INTERSYNDICATE AGREEMENT

     The international managers and the U.S. underwriters have entered into an
intersyndicate agreement that provides for the coordination of their activities.
Under the intersyndicate agreement, the international managers and the U.S.
underwriters may sell shares to each other for purposes of resale at the public
offering price, less an amount not greater than the selling concession. Under
the intersyndicate agreement, the international managers and any dealer to whom
they sell shares will not offer to sell or sell shares to U.S. or Canadian
persons or to persons they believe intend to resell to U.S. or Canadian persons,
except in the case of transactions under the intersyndicate agreement.
Similarly, the U.S. underwriters and any dealer to whom they sell shares will
not offer to sell or sell shares to persons who are non-U.S. or non-Canadian
persons or to persons they believe intend to resell to persons who are non-U.S.
or non-Canadian persons, except in the case of transactions under the
intersyndicate agreement.

NO SALES OF COMMON STOCK OR SIMILAR SECURITIES


     We and our executive officers and directors have agreed, with exceptions,
not to sell or transfer any common stock for 90 days after the date of this
prospectus without first obtaining the written consent of Merrill Lynch.
Specifically, we and these other individuals have agreed not to directly or
indirectly


     - offer, pledge, sell or contract to sell any common stock,

     - sell any option or contract to purchase any common stock,

                                       79
<PAGE>   126


                 [ALTERNATE PAGE FOR INTERNATIONAL PROSPECTUS]

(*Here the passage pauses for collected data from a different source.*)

//! Connector glyph tables for the supported character sets.

use std::fmt;
use std::str::FromStr;

use crate::domain::error::DomainError;

/// The four connector strings used to draw one row of the diagram.
///
/// All four share the same column width so rows stay aligned.
#[derive(Debug, Clone, Copy, PartialEq, Eq)]
pub struct GlyphBundle {
    /// Connector for a child that has later siblings
    pub child: &'static str,
    /// Connector for the last child of its parent
    pub last_child: &'static str,
    /// Continuation under an ancestor that still has siblings to print
    pub directory: &'static str,
    /// Continuation under an ancestor whose subtree is finished
    pub empty: &'static str,
}

impl GlyphBundle {
    /// Column width of one segment, in chars.
    pub fn width(&self) -> usize {
        self.child.chars().count()
    }
}

const ASCII: GlyphBundle = GlyphBundle {
    child: "|-- ",
    last_child: "`-- ",
    directory: "|   ",
    empty: "    ",
};

const UTF8: GlyphBundle = GlyphBundle {
    child: "├── ",
    last_child: "└── ",
    directory: "│   ",
    empty: "    ",
};

/// Named glyph bundle selector.
#[derive(Debug, Clone, Copy, PartialEq, Eq, Default)]
pub enum Charset {
    /// 7-bit safe: pipes, backticks and hyphens
    Ascii,
    /// Unicode box drawing
    #[default]
    Utf8,
}

impl Charset {
    pub fn glyphs(&self) -> &'static GlyphBundle {
        match self {
            Charset::Ascii => &ASCII,
            Charset::Utf8 => &UTF8,
        }
    }
}

impl FromStr for Charset {
    type Err = DomainError;

    fn from_str(s: &str) -> Result<Self, Self::Err> {
        match s.trim().to_ascii_lowercase().as_str() {
            "ascii" => Ok(Charset::Ascii),
            "utf-8" | "utf8" | "unicode" => Ok(Charset::Utf8),
            _ => Err(DomainError::UnknownCharset(s.to_string())),
        }
    }
}

impl fmt::Display for Charset {
    fn fmt(&self, f: &mut fmt::Formatter<'_>) -> fmt::Result {
        match self {
            Charset::Ascii => write!(f, "ascii"),
            Charset::Utf8 => write!(f, "utf-8"),
        }
    }
}
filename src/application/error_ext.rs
//! Attach the offending path to I/O failures

use std::io;
use std::path::Path;

use crate::application::{ApplicationError, ApplicationResult};

/// Turns an `io::Result` into `ApplicationError::OperationFailed` naming the path.
pub trait IoResultExt<T> {
    /// `action` describes the attempted operation, e.g. "read outline".
    ///
    /// # Example
    /// ```ignore
    /// self.fs.read_to_string(path)
    ///     .with_path_context("read outline", path)?;
    /// ```
    fn with_path_context(self, action: &str, path: &Path) -> ApplicationResult<T>;
}

impl<T> IoResultExt<T> for io::Result<T> {
    fn with_path_context(self, action: &str, path: &Path) -> ApplicationResult<T> {
        self.map_err(|e| ApplicationError::OperationFailed {
            context: format!("{}: {}", action, path.display()),
            source: Box::new(e),
        })
    }
}
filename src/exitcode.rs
//! Standard exit codes (BSD sysexits.h compatible)

/// Command line usage error
pub const USAGE: i32 = 64;

/// Cannot open input
pub const NOINPUT: i32 = 66;

/// Input/output error
pub const IOERR: i32 = 74;

/// Configuration error
pub const CONFIG: i32 = 78;
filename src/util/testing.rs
use std::sync::Once;
use tracing::{debug, info};
use tracing_subscriber::{
    fmt::{self, format::FmtSpan},
    prelude::*,
    EnvFilter,
};

static TEST_SETUP: Once = Once::new();

/// Install a global tracing subscriber for tests, once per process.
///
/// Honors `RUST_LOG`, defaulting to `debug`.
pub fn init_test_setup() {
    TEST_SETUP.call_once(|| {
        setup_test_logging();
        info!("Test Setup complete");
    });
}

fn setup_test_logging() {
    debug!("INIT: Attempting logger init from testing.rs");

    let env_filter = EnvFilter::try_from_default_env().unwrap_or_else(|_| EnvFilter::new("debug"));

    let subscriber = tracing_subscriber::registry().with(
        fmt::layer()
            .with_test_writer()
            .with_target(true)
            .with_thread_names(false)
            .with_span_events(FmtSpan::CLOSE)
            .with_filter(env_filter),
    );

    // Only set if we haven't already set a global subscriber
    if tracing::dispatcher::has_been_set() {
        debug!("Tracing subscriber already set");
    } else {
        subscriber.try_init().unwrap_or_else(|e| {
            eprintln!("Error: Failed to set up logging: {}", e);
        });
    }
}
//! Service container for dependency injection
//!
//! Wires up all services with their dependencies.

use std::sync::Arc;

use crate::application::services::TreeService;
use crate::config::Settings;
use crate::infrastructure::traits::{FileSystem, InputReader, RealFileSystem, StdinReader};

/// Container holding all application services.
pub struct ServiceContainer {
    /// Application settings
    pub settings: Arc<Settings>,

    /// Fallback input when no file is given
    pub stdin: Arc<dyn InputReader>,

    pub tree_service: TreeService,
}

impl ServiceContainer {
    /// Create a new service container with real implementations.
    pub fn new(settings: Settings) -> Self {
        Self::with_deps(settings, Arc::new(RealFileSystem), Arc::new(StdinReader))
    }

    /// Create a service container with custom dependencies (for testing).
    pub fn with_deps(
        settings: Settings,
        fs: Arc<dyn FileSystem>,
        stdin: Arc<dyn InputReader>,
    ) -> Self {
        let settings = Arc::new(settings);
        let tree_service = TreeService::new(fs);

        Self {
            settings,
            stdin,
            tree_service,
        }
    }
}
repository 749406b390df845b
//! Terminal output formatting with colors
//!
//! Respects NO_COLOR, CLICOLOR, CLICOLOR_FORCE automatically.

use colored::Colorize;

/// Print error (red bold "error:" prefix) to stderr
pub fn error(msg: &(impl std::fmt::Display + ?Sized)) {
    eprintln!("{}: {}", "error".red().bold(), msg);
}

/// Print plain output (no color, the diagram itself)
pub fn info(msg: &(impl std::fmt::Display + ?Sized)) {
    println!("{}", msg);
}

     - purchase any option or contract to sell any common stock,

     - grant any option, right or warrant for the sale of any common stock,

     - lend or otherwise dispose of or transfer any common stock,

     - request or demand that we file a registration statement related to the
       common stock, or

     - enter into any swap or other agreement that transfers, in whole or in
       part, the economic consequence of ownership of any common stock whether
       any such swap or transaction is to be settled by delivery of shares or
       other securities, in cash or otherwise.

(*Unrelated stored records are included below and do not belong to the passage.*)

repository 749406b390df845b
//! Render indented outlines as directory-style tree diagrams.
//!
//! ```ignore
//! use treegen::domain::{parse_input, render_tree, RenderConfig};
//!
//! let tree = parse_input("src\n  main.rs\n  lib.rs");
//! println!("{}", render_tree(&tree, &RenderConfig::default()));
//! ```

pub mod application;
pub mod cli;
pub mod config;
pub mod domain;
pub mod exitcode;
pub mod infrastructure;
pub mod util;
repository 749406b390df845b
//! Infrastructure layer: I/O implementations and DI container
//!
//! This layer implements I/O boundary traits and wires up services.

pub mod di;
pub mod error;
pub mod traits;

pub use error::InfraError;
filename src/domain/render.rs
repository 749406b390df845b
//! Diagram rendering.
//!
//! Each row's prefix is derived from the node's ancestor chain: an ancestor
//! that is the last child of its own parent contributes blank space, any
//! other ancestor contributes a vertical bar.

use generational_arena::Index;
use tracing::instrument;

use crate::domain::arena::{TreeArena, TreeNode};
use crate::domain::charset::{Charset, GlyphBundle};

/// Rendering options.
#[derive(Debug, Clone, Copy, PartialEq, Eq)]
pub struct RenderConfig {
    pub charset: Charset,
    /// Append `/` to names that have children
    pub trailing_slash: bool,
    /// Prefix every name with its ancestors' names
    pub full_path: bool,
    /// Emit the synthetic root row and its connector column
    pub root_dot: bool,
}

impl Default for RenderConfig {
    fn default() -> Self {
        Self {
            charset: Charset::default(),
            trailing_slash: false,
            full_path: false,
            root_dot: true,
        }
    }
}

/// Render the whole tree, one row per visible node, without a trailing newline.
#[instrument(level = "debug", skip(tree))]
pub fn render_tree(tree: &TreeArena, config: &RenderConfig) -> String {
    let glyphs = config.charset.glyphs();

    tree.iter()
        .filter_map(|(idx, node)| render_row(tree, idx, node, config, glyphs))
        .collect::<Vec<_>>()
        .join("\n")
}

fn render_row(
    tree: &TreeArena,
    idx: Index,
    node: &TreeNode,
    config: &RenderConfig,
    glyphs: &GlyphBundle,
) -> Option<String> {
    if node.parent.is_none() {
        return config.root_dot.then(|| node.data.name.clone());
    }

    // Ancestors below the root, collected node-ward -> root-ward
    let mut segments: Vec<&str> = tree
        .ancestors(idx)
        .filter(|&a| tree.get_node(a).is_some_and(|n| n.parent.is_some()))
        .map(|a| {
            if tree.is_last_child(a) {
                glyphs.empty
            } else {
                glyphs.directory
            }
        })
        .collect();
    segments.reverse();
    segments.push(if tree.is_last_child(idx) {
        glyphs.last_child
    } else {
        glyphs.child
    });

    // Without the root row the top-level column disappears
    let skip = usize::from(!config.root_dot);
    let mut row: String = segments.into_iter().skip(skip).collect();
    row.push_str(&render_name(
        tree,
        idx,
        config.full_path,
        config.trailing_slash,
    ));
    Some(row)
}

/// Render a node's display name.
///
/// With `full_path`, ancestor names are prepended with the trailing slash
/// forced on, so the slash doubles as the path separator.
pub fn render_name(tree: &TreeArena, idx: Index, full_path: bool, trailing_slash: bool) -> String {
    let mut parts = Vec::new();
    let mut current = Some(idx);
    let mut slash = trailing_slash;

    while let Some(node) = current.and_then(|i| tree.get_node(i)) {
        parts.push(display_name(node, slash));
        if !full_path {
            break;
        }
        current = node.parent;
        slash = true;
    }

    parts.reverse();
    parts.concat()
}

fn display_name(node: &TreeNode, trailing_slash: bool) -> String {
    let name = &node.data.name;
    if trailing_slash && !node.children.is_empty() && !name.ends_with('/') {
        format!("{name}/")
    } else {
        name.clone()
    }
}
//! CLI-level errors (wraps infrastructure errors)

use thiserror::Error;

use crate::application::ApplicationError;
use crate::domain::DomainError;
use crate::infrastructure::InfraError;

/// CLI errors are the top-level error type.
/// These are what get displayed to the user.
#[derive(Error, Debug)]
pub enum CliError {
    #[error("{0}")]
    Infra(#[from] InfraError),

    #[error("invalid arguments: {0}")]
    InvalidArgs(String),
}

impl From<ApplicationError> for CliError {
    fn from(e: ApplicationError) -> Self {
        CliError::Infra(e.into())
    }
}

impl From<DomainError> for CliError {
    fn from(e: DomainError) -> Self {
        ApplicationError::from(e).into()
    }
}

/// Result type for CLI operations.
pub type CliResult<T> = Result<T, CliError>;

impl CliError {
    /// Get the appropriate exit code for this error.
    pub fn exit_code(&self) -> i32 {
        match self {
            CliError::InvalidArgs(_) => crate::exitcode::USAGE,
            CliError::Infra(e) => match e {
                InfraError::Io { .. } => crate::exitcode::IOERR,
                InfraError::Application(app) => match app {
                    ApplicationError::Domain(_) | ApplicationError::Config { .. } => {
                        crate::exitcode::CONFIG
                    }
                    ApplicationError::InputNotFound(_) => crate::exitcode::NOINPUT,
                    ApplicationError::OperationFailed { .. } => crate::exitcode::IOERR,
                },
            },
        }
    }
}
//! Command dispatch

use tracing::{debug, instrument};

use crate::cli::args::Cli;
use crate::cli::error::{CliError, CliResult};
use crate::cli::output;
use crate::config::Settings;
use crate::infrastructure::di::ServiceContainer;
use crate::infrastructure::InfraError;

/// Load settings, render the input and print the result.
pub fn execute_command(cli: &Cli) -> CliResult<()> {
    let local_dir = match &cli.config_dir {
        Some(dir) => dir.clone(),
        None => std::env::current_dir()
            .map_err(|e| InfraError::io("resolve current directory", e))?,
    };
    if !local_dir.is_dir() {
        return Err(CliError::InvalidArgs(format!(
            "config dir is not a directory: {}",
            local_dir.display()
        )));
    }

    let settings = apply_flags(cli, Settings::load(Some(&local_dir))?);
    debug!("settings: {:?}", settings);

    let container = ServiceContainer::new(settings);
    let text = run(cli, &container)?;
    output::info(&text);
    Ok(())
}

/// Command-line flags only switch options on (or the root off).
pub fn apply_flags(cli: &Cli, mut settings: Settings) -> Settings {
    if let Some(charset) = &cli.charset {
        settings.charset = charset.clone();
    }
    if cli.trailing_slash {
        settings.trailing_slash = true;
    }
    if cli.full_path {
        settings.full_path = true;
    }
    if cli.no_root {
        settings.root_dot = false;
    }
    settings
}

/// Produce the output text without printing it.
#[instrument(level = "debug", skip(container))]
pub fn run(cli: &Cli, container: &ServiceContainer) -> CliResult<String> {
    // Reject bad options before touching the input
    let config = container.settings.render_config()?;

    let input = match cli.input_path() {
        Some(path) => container.tree_service.read_input(path)?,
        None => container
            .stdin
            .read_all()
            .map_err(|e| InfraError::io("read stdin", e))?,
    };

    if cli.flat {
        return Ok(container.tree_service.flat_listing(&input));
    }
    Ok(container.tree_service.render(&input, &config).diagram)
}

     This lockup provision applies to common stock and to securities convertible
into or exchangeable or exercisable for or repayable with common stock. It also
applies to common stock owned now or acquired later by the person executing the
agreement or for which the person executing the agreement later acquires the
power of disposition.

QUOTATION ON THE NASDAQ NATIONAL MARKET

     The shares are quoted on the Nasdaq National Market under the symbol
"VSAT."

PRICE STABILIZATION AND SHORT POSITIONS

     Until the distribution of the shares is completed, SEC rules may limit
underwriters and selling group members from bidding for and purchasing our
common stock. However, the U.S. representatives may engage in transactions that
stabilize the price of our common stock, such as bids or purchases to peg, fix
or maintain that price.

     If the underwriters create a short position in the common stock in
connection with the offering, i.e., if they sell more shares than are listed on
the cover of this prospectus, the U.S. representatives may reduce that short
position by purchasing shares in the open market. The U.S. representatives may
also elect to reduce any short position by exercising all or part of the
over-allotment option described above. Purchases of the common stock to
stabilize its price or to reduce a short position may cause the price of the
common stock to be higher than it might be in the absence of such purchases.

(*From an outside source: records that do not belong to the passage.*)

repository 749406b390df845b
//! Application services
//!
//! Services depend on I/O boundary traits (FileSystem) but are themselves
//! concrete structs, not traits.

mod tree;

pub use tree::{TreeOutput, TreeService};
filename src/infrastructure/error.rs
//! Errors raised at the process boundary: stdin and the working directory

use thiserror::Error;

use crate::application::ApplicationError;

/// Outline and settings failures, plus reads that bypass the `FileSystem` trait.
#[derive(Error, Debug)]
pub enum InfraError {
    #[error("{0}")]
    Application(#[from] ApplicationError),

    #[error("I/O error: {context}")]
    Io {
        context: String,
        #[source]
        source: std::io::Error,
    },
}

impl InfraError {
    /// Wrap an I/O failure, `context` names what was being read.
    pub fn io(context: impl Into<String>, source: std::io::Error) -> Self {
        Self::Io {
            context: context.into(),
            source,
        }
    }
}
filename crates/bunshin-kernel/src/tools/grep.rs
//! GrepEngine: search file contents, with selectable output modes.

use std::sync::Arc;

use async_trait::async_trait;
use serde::Deserialize;

use crate::backend::FileBackend;
use crate::types::GrepMatch;

use super::{check_path, parse_params, ToolEngine, ToolResponse};

pub struct GrepEngine {
    backend: Arc<dyn FileBackend>,
}

impl GrepEngine {
    pub fn new(backend: Arc<dyn FileBackend>) -> Self {
        Self { backend }
    }
}

fn default_path() -> String {
    "/".to_string()
}

#[derive(Debug, Clone, Copy, Default, Deserialize, PartialEq, Eq)]
#[serde(rename_all = "snake_case")]
enum OutputMode {
    #[default]
    FilesWithMatches,
    Content,
    Count,
}

#[derive(Deserialize)]
struct GrepParams {
    pattern: String,
    #[serde(default = "default_path")]
    path: String,
    glob: Option<String>,
    #[serde(default)]
    output_mode: OutputMode,
    #[serde(default)]
    case_insensitive: bool,
}

fn render_files(matches: &[GrepMatch]) -> String {
    let mut paths: Vec<&str> = Vec::new();
    for m in matches {
        if paths.last() != Some(&m.path.as_str()) && !paths.contains(&m.path.as_str()) {
            paths.push(&m.path);
        }
    }
    paths.join("\n")
}

fn render_content(matches: &[GrepMatch]) -> String {
    matches
        .iter()
        .map(|m| format!("{}:{}:{}", m.path, m.line, m.text))
        .collect::<Vec<_>>()
        .join("\n")
}

fn render_counts(matches: &[GrepMatch]) -> String {
    let mut counts: Vec<(&str, usize)> = Vec::new();
    for m in matches {
        match counts.iter_mut().find(|(p, _)| *p == m.path) {
            Some((_, n)) => *n += 1,
            None => counts.push((&m.path, 1)),
        }
    }
    counts
        .iter()
        .map(|(p, n)| format!("{p}:{n}"))
        .collect::<Vec<_>>()
        .join("\n")
}

#[async_trait]
impl ToolEngine for GrepEngine {
    fn name(&self) -> &str {
        "grep"
    }

    fn description(&self) -> &str {
        "Search file contents for a regex pattern"
    }

    fn schema(&self) -> serde_json::Value {
        serde_json::json!({
            "type": "object",
            "properties": {
                "pattern": {
                    "type": "string",
                    "description": "Regex to search for. Invalid regex falls back to a literal search."
                },
                "path": {
                    "type": "string",
                    "description": "Absolute directory to search under. Defaults to /."
                },
                "glob": {
                    "type": "string",
                    "description": "Only search files whose path matches this glob, e.g. *.rs"
                },
                "output_mode": {
                    "type": "string",
                    "enum": ["files_with_matches", "content", "count"],
                    "description": "How to render results. Defaults to files_with_matches."
                },
                "case_insensitive": {
                    "type": "boolean",
                    "description": "Ignore case when matching. Defaults to false."
                }
            },
            "required": ["pattern"]
        })
    }

    #[tracing::instrument(skip(self, params), name = "engine.grep")]
    async fn invoke(&self, params: &str) -> ToolResponse {
        let p: GrepParams = match parse_params(params) {
            Ok(v) => v,
            Err(resp) => return resp,
        };
        if p.pattern.is_empty() {
            return ToolResponse::invalid_params("pattern must not be empty");
        }
        if let Err(resp) = check_path(&p.path) {
            return resp;
        }

        // Case folding rides on the pattern so every backend honors it.
        let pattern = if p.case_insensitive {
            format!("(?i){}", p.pattern)
        } else {
            p.pattern.clone()
        };
        let matches = match self
            .backend
            .grep(&pattern, &p.path, p.glob.as_deref())
            .await
        {
            Ok(m) => m,
            Err(e) => return ToolResponse::failure(e),
        };
        if matches.is_empty() {
            return ToolResponse::success("No matches found");
        }

        let output = match p.output_mode {
            OutputMode::FilesWithMatches => render_files(&matches),
            OutputMode::Content => render_content(&matches),
            OutputMode::Count => render_counts(&matches),
        };
        ToolResponse::success(output)
    }
}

     Neither we nor any of the underwriters makes any representation or
prediction as to the direction or magnitude of any effect that the transactions
described above may have on the price of our common stock. In addition, neither
we nor any of the underwriters makes any representation that the U.S.
representatives or the lead managers will engage in these transactions or that
these transactions, once commenced, will not be discontinued without notice.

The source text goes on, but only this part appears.